Cosa insegna questa storia? Ci parla degli equivoci del calcio, dei lapsus che ne disegnano i bordi lungo mille percorsi, grandi e piccoli. Un equivoco continua a essere Christian Eriksen, che con il Tottenham finalista di Champions nel 2019 si era imposto come uno dei più bravi trequartisti al mondo e come miglior uomo-assist della Premier. L’impatto in nerazzurro è deludente. Vero. Del resto, nel calcio di Conte il suo ruolo non è previsto. Oppure non è previsto che sia affidato a qualcuno con le sue caratteristiche. Perché allora, in gennaio, l’Inter l’ha preso? Okay, con Eriksen a fine contratto era una buona occasione, considerato anche il mondo diverso dell’era pre-Covid. E Conte, forse, pensava di poterlo piegare alle sue esigenze, un po’ come aveva fatto Van Gaal ai tempi del Barça con Riquelme, l’ultimo vero grande trequartista del calcio. «Quando hai il pallone tra i piedi sei il migliore del mondo – gli aveva detto l’olandese –, ma quando non ce l’hai, giochiamo in dieci». Ogni tanto lo metteva in campo come terzo attaccante, a sinistra per non disturbare. E se giocava male, era colpa sua. Più o meno la stessa fine di Henry, arretrato a centrocampo nella Juve di Ancelotti, prima di affermarsi come centravanti tra i top del pianeta nell’Arsenal di Wenger assieme a Bergkamp, altro scarto dell’Inter. Tutto torna.

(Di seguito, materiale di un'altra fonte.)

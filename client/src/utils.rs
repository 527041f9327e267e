// Shared helpers for timestamps and durations.

use std::time::{Duration, SystemTime, UNIX_EPOCH};

pub fn now_epoch_ms() -> u64 {
    SystemTime::now()
        .duration_since(UNIX_EPOCH)
        .unwrap_or_default()
        .as_millis() as u64
}

pub fn duration_ms(duration: Duration) -> u64 {
    duration.as_millis().min(u128::from(u64::MAX)) as u64
}

/// Local clock minus a server timestamp. Diagnostic only; nothing is timed from it.
/// `None` when the difference does not fit an `i64`.
pub fn clock_skew_ms(remote_ts_ms: u64) -> Option<i64> {
    skew_between(now_epoch_ms(), remote_ts_ms)
}

fn skew_between(local_ms: u64, remote_ms: u64) -> Option<i64> {
    i64::try_from(i128::from(local_ms) - i128::from(remote_ms)).ok()
}
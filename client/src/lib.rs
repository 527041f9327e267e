// Crate root for the race timing client.

pub mod app;
pub mod clock;
pub mod config_gate;
pub mod constants;
pub mod error;
pub mod http;
pub mod results;
pub mod scheduler;
pub mod settings;
pub mod stream;
pub mod ui;
pub mod utils;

Cosa fare con Eriksen, dunque? Prima di continuare a svalutarlo e di alzare bandiera bianca, io proverei a lasciarlo libero di muoversi, dandogli molta responsabilità. Userei la sua raffinatezza per inventare calcio – anche da regista decentrato – mettendogli al servizio gli altri muscolari del centrocampo, compresi i Barella e i Vidal. Al gioco dell’Inter continua a mancare una luce di imprevedibilità, la mossa del cavallo. Peccato averla e tenerla in tasca, non sono i dieci minuti rubati in qualche finale di partita che possono cambiare le cose".